If some good news were to come out of the coronavirus (COVID-19) pandemic, it is this: The telecommunications infrastructure has been able to meet the demands of heavy increases in voice and data transmissions and new usage patterns as waves of employees have migrated to home offices and sucked up bandwidth with broadband-hungry apps like videoconferencing.
Why hasn’t the internet crashed, as so many speculated it would? Communications service providers (CSPs) for many reasons have been aggressively expanding their fiber footprint and extending network capacity on fiber as well as wireless networks for the past 20 years. The September 11, 2001 terrorist attacks in New York City focused CSPs’ attention on diverse routing for resiliency. Their goals to attract more business clients with low-latency connections and five-nines of availability SLAs also played a role, as did the need to pave the path first to 4G LTE and now to 5G — whose advanced networking capabilities can help them compete better with over-the-top media businesses.
Verizon, for example, in 2017 signed a $1.1 billion contract with Corning to provide fibre optic cable and hardware for the CSP’s next-generation fibre platform to improve 4G LTE coverage and speed 5G deployments. The fifth generation of mobile networks — which respondents to DXC Technology’s 2020 Enterprise Leadership Survey named as one of the top three emerging technologies that will have big value for their business — offers more speed and lower latency, promoting better remote work/collaboration experiences for an expanded offsite workforce.
Fortunately, carriers’ investments in building up their infrastructures have enabled them to seamlessly meet the surges in broadband and cellular traffic due to the pandemic. Indeed, it has been pretty much business as usual for most CSPs, especially when it comes to servicing the most densely populated areas where they have plenty of practice easing network congestion.
Had carriers not been diligently expanding their capabilities, they would not have been able to accommodate the shift from workplace to home office settings and from schools to kitchen tables, with laptops and handheld devices drawing hard on LTE and WiFi networks. Insight into the carriers’ excess capacity can be seen in the example of AT&T: When confronted with the impact COVID-19 was having on businesses, schools and consumers, it opened up bandwidth at no extra cost.

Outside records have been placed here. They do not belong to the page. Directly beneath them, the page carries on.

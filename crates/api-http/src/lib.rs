//! HTTP API Layer
//!
//! Deploy submission, job status polling and the generator-agent inbox,
//! served with axum.

pub mod auth;
pub mod error;
pub mod extract;
pub mod handler;
pub mod inbox;
pub mod server;
pub mod types;

pub use error::ApiError;
pub use inbox::AgentInbox;
pub use server::{ApiServer, ApiServerConfig, ApiState};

CSPs also took steps to help communities, schools, healthcare facilities and governments that suddenly had to grapple with the dangerous virus. AT&T, CenturyLink, Comcast, Cox Communications, Google Fiber, Sprint, T-Mobile, and Verizon are among the broadband and telcos that have agreed to support the Keep Americans Connected Pledge, opening WiFi hotspots to all Americans who need them and not terminating any services to residential or small business customers that can’t pay their bills due to complications from the pandemic. Other major initiatives have included prioritising connectivity for frontline healthcare responders and providing free data for schools.
A call to the cloud
One result of the COVID-19 pandemic is that businesses will speed their migration to the cloud. Most have known for a long time that the cloud is key to their business transformation. But the urgency wasn’t necessarily there to push the companies that were hesitant to make their first moves into the environment, nor was it there to drive others to transition more of their operations to the cloud. That’s changed, as companies face the challenge of supporting a worldwide work-at-home staff and collaborative virtual teams, where the cloud will enable them to meet demands for capacity, scalability, low latency and resiliency.
Carriers have proven their mettle, demonstrating they have the bandwidth and MPLS, mesh networks and software-defined WAN to move business operations across data centers as needed and to manage disaster recovery. Just as AWS, Azure and Google Cloud grow their business customer base, traditional carriers will significantly accelerate to become digital service providers to all audiences. For instance, carriers’ highly secure and stable connections — and the never-before-experienced speeds and feeds 5G will bring to the arena — could serve as the ideal underpinning of innovative technologies such as digital identity services.
There’s no sign of a slowdown in carrier spending on more infrastructure, services and speeds. CSPs are always influenced by governments, and when it comes to 5G, the United States and China are leading investments in a battle for global economic leadership. For now, though, the telcos’ main task is keeping the lines of communication wide open.